In AI, is Data more Important than Algorithms?
There is no simple clear cut solution and we can't expect a simple black or white answer to this question. Whether data or algorithms are more important has been debated at length by experts (and non-experts) in the last few years and the TLDR, is that it depends on many details and nuances that take some time to understand.
In machine learning, is more data always better than better algorithms? Recommended to start by reading that answer, which could maybe address 80% of this question and come back here. There are some slight but important differences in this question that I will address below.
First, the question I linked to refers to machine learning while this one is about Artificial Intelligence. Is that the same thing? Well, not exactly. As a matter of fact, ML is a subfield of AI where you specifically do need data to train algorithms. AI does include other approaches that are based on logic or rules and don't require data in the same way or quantity than ML. So, in other words, if we agree that it is not always the case that data is more important than algorithms in ML, it should be even less so if we talk about the broader field of AI.
What does the market think artificial Intelligence means as compared to machine learning?, Most people might not care much about the difference between ML and AI and will use them interchangeably. As a matter of fact, many people today will use AI as a synonym of Deep Learning, which is itself a particular kind of machine learning approach. So, I think it would be good to address this question from the particular viewpoint of recent advances in Deep Learning:
In modern Deep Learning approaches is data more important than algorithms?

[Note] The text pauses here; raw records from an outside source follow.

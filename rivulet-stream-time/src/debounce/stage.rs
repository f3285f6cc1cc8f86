// Copyright 2025 Umberto Gotti <umberto.gotti@umbertogotti.dev>
// Licensed under the Apache License, Version 2.0
// http://www.apache.org/licenses/LICENSE-2.0

use super::state::{Admission, CooldownState};
use crate::config::DebounceConfig;
use core::time::Duration;
use parking_lot::Mutex;
use rivulet_core::{debug, trace, warn, Emitter, Result, RivuletError, Stage, StreamItem};
use rivulet_runtime::scheduler::{Scheduler, TimerHandle};
use std::sync::Arc;

/// Push-based debounce stage.
///
/// The first item of a burst is forwarded synchronously from [`Stage::receive`]; items that
/// arrive while the cooldown window runs replace each other in a single pending slot, and the
/// survivor is forwarded when the window elapses. That flush starts a new window, so a long
/// burst comes out as one item per window.
///
/// [`Stage::close`] discards the pending item, cancels the outstanding timer and closes the
/// emitter. Pushing after close fails with [`RivuletError::InvalidState`].
///
/// Forwarding happens under the stage lock, so emitters must not call back into the same
/// stage. Errors returned by the emitter reach the caller of `receive`, or the scheduler when
/// the forward was a timer flush.
///
/// # Example
///
/// ```rust
/// use rivulet_core::Stage;
/// use rivulet_stream_time::{DebounceConfig, DebounceStage};
/// use rivulet_test_utils::{RecordingEmitter, VirtualScheduler};
/// use std::time::Duration;
///
/// let scheduler = VirtualScheduler::new();
/// let emitter = RecordingEmitter::new();
/// let stage = DebounceStage::new(DebounceConfig::from_millis(100), scheduler.clone(), emitter.clone());
///
/// stage.receive(1).unwrap();
/// stage.receive(2).unwrap();
/// stage.receive(3).unwrap();
/// scheduler.advance(Duration::from_millis(100)).unwrap();
///
/// assert_eq!(emitter.items(), vec![1, 3]);
/// ```
pub struct DebounceStage<T, E, S> {
    shared: Arc<Shared<T, E, S>>,
}

struct Shared<T, E, S> {
    window: Duration,
    scheduler: S,
    state: Mutex<StageState<T, E>>,
}

struct StageState<T, E> {
    cooldown: CooldownState<T>,
    emitter: E,
    timer: Option<TimerHandle>,
}

impl<T, E, S> DebounceStage<T, E, S>
where
    T: Send + 'static,
    E: Emitter<T> + Send + 'static,
    S: Scheduler,
{
    /// Creates an idle stage. No timer is scheduled until the first item arrives.
    pub fn new(config: DebounceConfig, scheduler: S, emitter: E) -> Self {
        Self {
            shared: Arc::new(Shared {
                window: config.window(),
                scheduler,
                state: Mutex::new(StageState {
                    cooldown: CooldownState::new(),
                    emitter,
                    timer: None,
                }),
            }),
        }
    }
}

impl<T, E, S> DebounceStage<T, E, S> {
    #[must_use]
    pub fn window(&self) -> Duration {
        self.shared.window
    }

    /// `true` while a cooldown timer is outstanding.
    #[must_use]
    pub fn is_cooling_down(&self) -> bool {
        self.shared.state.lock().cooldown.is_cooling_down()
    }

    #[must_use]
    pub fn has_pending(&self) -> bool {
        self.shared.state.lock().cooldown.has_pending()
    }

    #[must_use]
    pub fn is_closed(&self) -> bool {
        self.shared.state.lock().cooldown.is_closed()
    }
}

impl<T, S> DebounceStage<T, async_channel::Sender<StreamItem<T>>, S>
where
    T: Send + 'static,
    S: Scheduler,
{
    /// Creates a stage whose forwarded items come out of the returned receiver.
    ///
    /// The receiver is a `Stream<Item = StreamItem<T>>`; it ends once the stage is closed.
    pub fn channel(
        config: DebounceConfig,
        scheduler: S,
    ) -> (Self, async_channel::Receiver<StreamItem<T>>) {
        let (tx, rx) = async_channel::unbounded();
        (Self::new(config, scheduler, tx), rx)
    }
}

#[cfg(any(feature = "runtime-tokio", feature = "runtime-smol"))]
impl<T, E> DebounceStage<T, E, <crate::DefaultRuntime as rivulet_runtime::runtime::Runtime>::Scheduler>
where
    T: Send + 'static,
    E: Emitter<T> + Send + 'static,
{
    /// Creates a stage driven by the default runtime's scheduler.
    pub fn with_default_scheduler(config: DebounceConfig, emitter: E) -> Self {
        Self::new(config, Default::default(), emitter)
    }
}

impl<T, E, S> Shared<T, E, S>
where
    T: Send + 'static,
    E: Emitter<T> + Send + 'static,
    S: Scheduler,
{
    fn arm(self: &Arc<Self>, state: &mut StageState<T, E>) {
        let shared = Arc::clone(self);
        let handle = self
            .scheduler
            .schedule_once(self.window, Box::new(move || shared.expire()));
        state.timer = Some(handle);
    }

    fn expire(self: &Arc<Self>) -> Result<()> {
        let mut state = self.state.lock();
        state.timer = None;

        match state.cooldown.expire() {
            Some(item) => {
                debug!("debounce window elapsed, flushing held item");
                self.arm(&mut state);
                state.emitter.emit(item)
            }
            None => {
                trace!("debounce window elapsed with nothing held");
                Ok(())
            }
        }
    }
}

impl<T, E, S> Stage<T> for DebounceStage<T, E, S>
where
    T: Send + 'static,
    E: Emitter<T> + Send + 'static,
    S: Scheduler,
{
    fn receive(&self, item: T) -> Result<()> {
        let mut state = self.shared.state.lock();

        match state.cooldown.receive(item) {
            Admission::Forward(item) => {
                debug!("forwarding item, cooldown of {:?} started", self.shared.window);
                self.shared.arm(&mut state);
                state.emitter.emit(item)
            }
            Admission::Held => {
                trace!("cooldown running, holding item");
                Ok(())
            }
            Admission::Closed(_) => {
                warn!("debounce stage received an item after close, dropping it");
                Err(RivuletError::invalid_state(
                    "item received after the debounce stage was closed",
                ))
            }
        }
    }

    fn close(&self) -> Result<()> {
        let mut state = self.shared.state.lock();
        if state.cooldown.is_closed() {
            return Ok(());
        }

        if state.cooldown.close().is_some() {
            debug!("debounce stage closed, discarding held item");
        }
        if let Some(timer) = state.timer.take() {
            timer.cancel();
        }

        state.emitter.close()
    }
}

impl<T, E, S> Clone for DebounceStage<T, E, S> {
    fn clone(&self) -> Self {
        Self {
            shared: Arc::clone(&self.shared),
        }
    }
}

Well, again, yes and no. It is true that these approaches are very "data-hungry". Without going into many details, deep learning algorithms have many parameters that need to be tuned and therefore need a lot of data in order to come up with somewhat generalizable models. So, in that sense, having a lot of data is key to coming up with good training sets for those approaches.
As a matter of fact, some have explained that there is a direct relation between the appearance of large public datasets like Imagenet and recent research advances. Note though that this is highlighting that, at least in some domains, the existence of public datasets makes data less of a competitive advantage.
Also, the interesting thing about some of those algorithms and approaches is that they can sometimes be "pre-trained" by whoever owns the dataset and then applied by many users. In these cases, data tends to be less of a need. An easy way to understand this is the following: If you have to train a model to translate from English to Spanish, all you need to do is gather a huge dataset and train the model once. The model itself carries all the information so anyone who can get a hold of it does not really need the original data anymore. For example, the famous 22-layer Googlenet model is available for download in different models (e.g. Keras model).
So, again, even for these data-hungry applications the answer is not always clear that you need to have huge amounts of data in order to leverage latest advances. That said, if you are trying to push the state of the art and come up with very concrete applications, yes, you will need to have internal data that you can leverage to train your cool new deep learning approach.
Andrew Ng often mentions that in deep learning, more data + larger models = Better Performance. Also different algorithms can give better results when you have a lot of data.
Let's look closer into the most important situations where you'll find yourself in a machine learning problem:
1. If your training error is close to 0 and there is some gap between your training error and test error, it's probably that you either have some overfifting and/or that you need more data.
Solution: Typically more data will also help reduce overfitting in this particular case. But it's the typical case for the need of more data. You can also try to reduce overfitting by setting up regularization, sub-sampling, reducing model complexity or using dropout (depending on your algorithm) but more data will often help too.
2. If your training error is closer to your test error, and they are both at a certain distance from 0, you have a typical situation where you have not enough features, not enough complexity in your model and/or less data.
Solution: You can try to add more features, sometimes you can, sometimes you just can't. More data however will help reduce both of your errors. In some cases you'll also have to increase the complexity of your model a bit, simpler models generalize too much, more complex models understand details better but usually tend to overfit. You'll have to find the sweetspot yourself, BUT in this case more data may help as well.
3. A combination of large training error and a gap between the training error and test terror typically begs for more data.
Solution: You can try other algorithms but usually when this happens you have less data than the minimum required for it.
However the curve is not perfect, it will either start deteriorating or improving a bit every time the sample set increases. Also, typically your model size will have to grow in complexity along with the new data. You have to monitor your loss and when it starts increasing you have to add to the overall complexity a bit in order to keep up with the new data.